=== Begin Enclosure ===

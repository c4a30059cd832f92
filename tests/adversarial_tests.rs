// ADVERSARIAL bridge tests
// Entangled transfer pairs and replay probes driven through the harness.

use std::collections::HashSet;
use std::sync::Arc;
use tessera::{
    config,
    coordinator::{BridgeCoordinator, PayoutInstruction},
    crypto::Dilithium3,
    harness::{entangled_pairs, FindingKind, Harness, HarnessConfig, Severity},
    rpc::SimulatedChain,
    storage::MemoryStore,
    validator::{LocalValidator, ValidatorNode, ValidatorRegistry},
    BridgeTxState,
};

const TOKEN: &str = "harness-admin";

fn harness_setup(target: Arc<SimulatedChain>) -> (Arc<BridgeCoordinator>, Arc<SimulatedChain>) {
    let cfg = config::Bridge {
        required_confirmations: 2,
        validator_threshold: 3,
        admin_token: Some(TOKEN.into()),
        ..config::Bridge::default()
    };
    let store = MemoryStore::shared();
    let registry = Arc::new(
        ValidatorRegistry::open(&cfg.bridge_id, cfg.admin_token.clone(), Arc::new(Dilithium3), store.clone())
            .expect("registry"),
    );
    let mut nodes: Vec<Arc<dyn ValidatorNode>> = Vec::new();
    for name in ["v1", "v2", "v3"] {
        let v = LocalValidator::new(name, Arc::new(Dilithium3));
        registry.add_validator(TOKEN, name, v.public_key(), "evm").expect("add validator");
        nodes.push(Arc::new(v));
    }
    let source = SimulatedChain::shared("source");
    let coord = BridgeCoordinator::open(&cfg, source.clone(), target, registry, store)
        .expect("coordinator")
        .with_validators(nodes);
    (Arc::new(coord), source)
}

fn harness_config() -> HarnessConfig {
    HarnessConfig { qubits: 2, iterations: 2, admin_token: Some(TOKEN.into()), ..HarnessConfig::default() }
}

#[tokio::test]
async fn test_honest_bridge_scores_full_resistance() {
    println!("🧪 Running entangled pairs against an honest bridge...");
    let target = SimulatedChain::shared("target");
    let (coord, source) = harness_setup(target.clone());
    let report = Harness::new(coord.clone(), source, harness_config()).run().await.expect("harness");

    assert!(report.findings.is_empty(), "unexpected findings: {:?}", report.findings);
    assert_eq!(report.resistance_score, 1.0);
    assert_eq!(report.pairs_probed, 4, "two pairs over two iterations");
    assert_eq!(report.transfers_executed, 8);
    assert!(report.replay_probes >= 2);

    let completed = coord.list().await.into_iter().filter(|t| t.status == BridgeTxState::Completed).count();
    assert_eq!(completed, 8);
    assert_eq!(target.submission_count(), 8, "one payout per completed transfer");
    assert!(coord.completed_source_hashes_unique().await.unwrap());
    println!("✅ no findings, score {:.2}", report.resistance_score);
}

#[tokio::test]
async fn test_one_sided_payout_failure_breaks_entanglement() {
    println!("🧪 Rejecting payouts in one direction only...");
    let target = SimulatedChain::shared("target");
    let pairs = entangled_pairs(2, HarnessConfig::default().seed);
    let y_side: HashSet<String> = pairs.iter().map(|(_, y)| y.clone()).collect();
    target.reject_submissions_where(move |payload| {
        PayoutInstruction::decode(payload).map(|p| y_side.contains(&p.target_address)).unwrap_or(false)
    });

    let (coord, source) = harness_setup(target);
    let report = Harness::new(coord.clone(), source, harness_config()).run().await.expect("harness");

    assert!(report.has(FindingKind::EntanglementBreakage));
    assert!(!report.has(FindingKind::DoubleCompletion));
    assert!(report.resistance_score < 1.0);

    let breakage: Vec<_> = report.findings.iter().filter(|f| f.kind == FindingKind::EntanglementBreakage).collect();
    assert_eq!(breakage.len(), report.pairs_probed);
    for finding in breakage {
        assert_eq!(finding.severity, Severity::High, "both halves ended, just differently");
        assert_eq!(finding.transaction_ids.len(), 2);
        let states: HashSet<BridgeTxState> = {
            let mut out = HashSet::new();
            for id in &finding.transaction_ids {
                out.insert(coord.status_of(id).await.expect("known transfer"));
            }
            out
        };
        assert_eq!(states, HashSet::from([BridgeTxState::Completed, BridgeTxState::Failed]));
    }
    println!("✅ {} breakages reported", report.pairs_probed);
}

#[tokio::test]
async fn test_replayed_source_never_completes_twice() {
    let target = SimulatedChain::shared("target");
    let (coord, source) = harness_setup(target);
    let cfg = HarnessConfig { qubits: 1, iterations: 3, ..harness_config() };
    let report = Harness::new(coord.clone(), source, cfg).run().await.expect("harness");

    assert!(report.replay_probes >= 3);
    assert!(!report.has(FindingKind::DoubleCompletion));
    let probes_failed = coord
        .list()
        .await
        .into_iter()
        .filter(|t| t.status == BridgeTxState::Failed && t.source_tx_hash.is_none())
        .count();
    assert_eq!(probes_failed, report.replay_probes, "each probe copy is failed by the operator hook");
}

=== End Enclosure ===

### WHAT IS BEING ASKED
Starting at the line with "Rejecting payouts in" and ending at the line with "halves ended, just", print each line of the listing above exactly, with no other lines.

### YOUR RESPONSE
    println!("🧪 Rejecting payouts in one direction only...");
    let target = SimulatedChain::shared("target");
    let pairs = entangled_pairs(2, HarnessConfig::default().seed);
    let y_side: HashSet<String> = pairs.iter().map(|(_, y)| y.clone()).collect();
    target.reject_submissions_where(move |payload| {
        PayoutInstruction::decode(payload).map(|p| y_side.contains(&p.target_address)).unwrap_or(false)
    });

    let (coord, source) = harness_setup(target);
    let report = Harness::new(coord.clone(), source, harness_config()).run().await.expect("harness");

    assert!(report.has(FindingKind::EntanglementBreakage));
    assert!(!report.has(FindingKind::DoubleCompletion));
    assert!(report.resistance_score < 1.0);

    let breakage: Vec<_> = report.findings.iter().filter(|f| f.kind == FindingKind::EntanglementBreakage).collect();
    assert_eq!(breakage.len(), report.pairs_probed);
    for finding in breakage {
        assert_eq!(finding.severity, Severity::High, "both halves ended, just differently");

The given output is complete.